After the commit, (again) I expected git to fly when asked for a status. But it didn't deliver. Both times mercurial was first, bazaar was second with about double the time and git was third with about 5 times the time for mercurial. By the way, the status after the first commit was about 3 times slower than the second on all VCMs.

Now, when I removed all the content of the project (rm * -dfR) and asked for a status, we went back to normal: git first, mercurial second bazaar third. For both revisions, bazaar stayed around 8-9 seconds. Mercurial made it in ~8 seconds for the first and ~4 seconds for the second. Git made it in ~2 for the first and ~4 for the second.

Then I tried to revert (in bazaar and mercurial, reset --hard HEAD for git) after having removed everything. Here the result were strange again. Bazaar made it first with 213 and ~212. Mercurial and git exchanged places between the two revisions. First revision, mercurial made it in ~356 and git made it in ~435. Second revision, git made it in ~455 and mercurial in ~459.

Then I tried to go to 2.6.27. Mercurial took ~88 seconds and bazaar was waaaaaaaaaay behind at ~507. When i revert back to the last revision, mercurial made it in ~186 and bazaar made it in ~393. When I tried it in git (with a checkout) when I reverted to the first revision, I destroyed (I think) the second revision, so I decided to not include the time it took to revert/revert.

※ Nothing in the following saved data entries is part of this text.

//! The outcome of one analysis run.

use std::collections::BTreeMap;

use chrono::{DateTime, Utc};
use indexmap::IndexMap;
use serde::{Deserialize, Serialize};

use crate::differ::changes::{ApiChange, ChangeType};
use crate::lifecycle::{self, ApiLifecycle, CorpusSummary};
use crate::parser::Diagnostic;
use crate::types::{ApiElement, ApiKind, VersionInfo};

/// How the analyzed versions were selected.
#[derive(Clone, Copy, Debug, PartialEq, Eq, Serialize, Deserialize)]
#[serde(rename_all = "snake_case")]
pub enum AnalysisType {
    SpecificVersions,
    VersionRange,
    CompareOnly,
}

impl AnalysisType {
    pub fn as_str(&self) -> &'static str {
        match self {
            AnalysisType::SpecificVersions => "specific_versions",
            AnalysisType::VersionRange => "version_range",
            AnalysisType::CompareOnly => "compare_only",
        }
    }
}

/// Settings the run was performed with.
#[derive(Clone, Debug, PartialEq, Eq, Serialize, Deserialize)]
pub struct AnalysisSettings {
    pub include_private: bool,
    pub include_deprecated: bool,
    pub include_yanked: bool,
    pub max_versions: Option<usize>,
}

/// Bookkeeping about the run.
#[derive(Clone, Debug, PartialEq, Eq, Serialize, Deserialize)]
pub struct AnalysisMetadata {
    pub analysis_type: AnalysisType,
    pub calculate_changes: bool,
    pub requested_versions: Vec<String>,
    pub successful_versions: Vec<String>,
    /// Version → reason its source could not be extracted.
    #[serde(default)]
    pub failed_versions: BTreeMap<String, String>,
    /// Versions skipped because the run was cancelled.
    #[serde(default)]
    pub cancelled_versions: Vec<String>,
    /// Version → files skipped during extraction.
    #[serde(default)]
    pub diagnostics: BTreeMap<String, Vec<Diagnostic>>,
    pub settings: AnalysisSettings,
}

/// Result of analyzing a package across versions.
///
/// `versions` lists the successfully extracted versions only and
/// `api_elements` follows its order. Failed and cancelled versions appear in
/// the metadata alone.
#[derive(Clone, Debug, PartialEq, Eq, Serialize, Deserialize)]
pub struct AnalysisResult {
    pub package_name: String,
    pub versions: Vec<VersionInfo>,
    pub api_elements: IndexMap<String, Vec<ApiElement>>,
    pub changes: Vec<ApiChange>,
    pub analysis_date: DateTime<Utc>,
    pub metadata: AnalysisMetadata,
}

impl AnalysisResult {
    /// Changes restricted to the given change types and/or element kinds.
    /// `None` means no restriction.
    pub fn changes_filtered(
        &self,
        change_types: Option<&[ChangeType]>,
        kinds: Option<&[ApiKind]>,
    ) -> Vec<&ApiChange> {
        self.changes
            .iter()
            .filter(|c| change_types.map_or(true, |types| types.contains(&c.change_type())))
            .filter(|c| kinds.map_or(true, |kinds| kinds.contains(&c.element().kind())))
            .collect()
    }

    /// Elements of one version; empty if the version was not analyzed.
    pub fn version_apis(&self, version: &str) -> &[ApiElement] {
        self.api_elements
            .get(version)
            .map(Vec::as_slice)
            .unwrap_or(&[])
    }

    /// Lifecycle of an API by full name or simple name.
    pub fn lifecycle(&self, api_name: &str) -> ApiLifecycle {
        lifecycle::lifecycle_of(api_name, &self.versions, &self.api_elements, &self.changes)
    }

    /// Lifecycle of every API, keyed by full name.
    pub fn lifecycles(&self) -> BTreeMap<String, ApiLifecycle> {
        lifecycle::build_lifecycles(&self.versions, &self.api_elements, &self.changes)
    }

    pub fn summary(&self) -> CorpusSummary {
        lifecycle::summarize(
            &self.package_name,
            &self.versions,
            &self.api_elements,
            &self.changes,
        )
    }

    /// Whether any change breaks existing callers.
    pub fn has_breaking_changes(&self) -> bool {
        self.changes.iter().any(|c| !c.is_backwards_compatible())
    }

    pub fn breaking_changes(&self) -> Vec<&ApiChange> {
        self.changes
            .iter()
            .filter(|c| !c.is_backwards_compatible())
            .collect()
    }
}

So, I thought that git would be the clear winner and the fact is that I got mixed results. Perhaps people can join in and give me some insights about why it was like that.

Repository Size Performance
Here there were no mixed results. Both for a small project and a big project, bazaar was the clear winner. Mercurial made it second and git arrived last.

Bazaar's repository size for the small project was around 10-40% smaller than mercurial's. Also bazaar was around a third the size of git's.

On the big project, here are the sizes:
Bazaar: 87152k for the first revision and 99456k for the second.
Mercurial: 148844k and 166122k
Git: 158912k and 228544k

Well.... I would have loved to give you a clear winner, but the fact is that there wasn't. For a small project you already know who the best is in terms of user time and repository size... but for a big project, it's a little more blury. I urge you to jump into the comments area to give me your thoughts on it.

As usual, keep in mind that other than performance, there are other differences between all of them in terms of features. It's not just about performance to decide what DVCM to use for a project.

I could have made a mistake when working with mercurial or git, as I didn't know how to use them before writing this article (and I still don't). So if you think I could try to do something a little different, then go ahead, mail me or post a comment. Perhaps we could create a test suite or something to compare their performance.

3 comentarios:

  1. Did you run `git gc` liberally for these tests? If you didn't then you inadvertantly disadvantaged git.

  2. also, bazaar scales really bad with increased repository depth. You shouldn't look at just two revisions, but try the same with 10000 revisions. Also compare for example log times

  3. Sounds like I have to do more testing with a big project... but not from scratch. Perhaps if I try to move one project already stablished into a bazaar repository of mine? I'll try that to see how it goes.

    Also, I didn't run git gc. I'll try that and I'll see how it goes then, ok?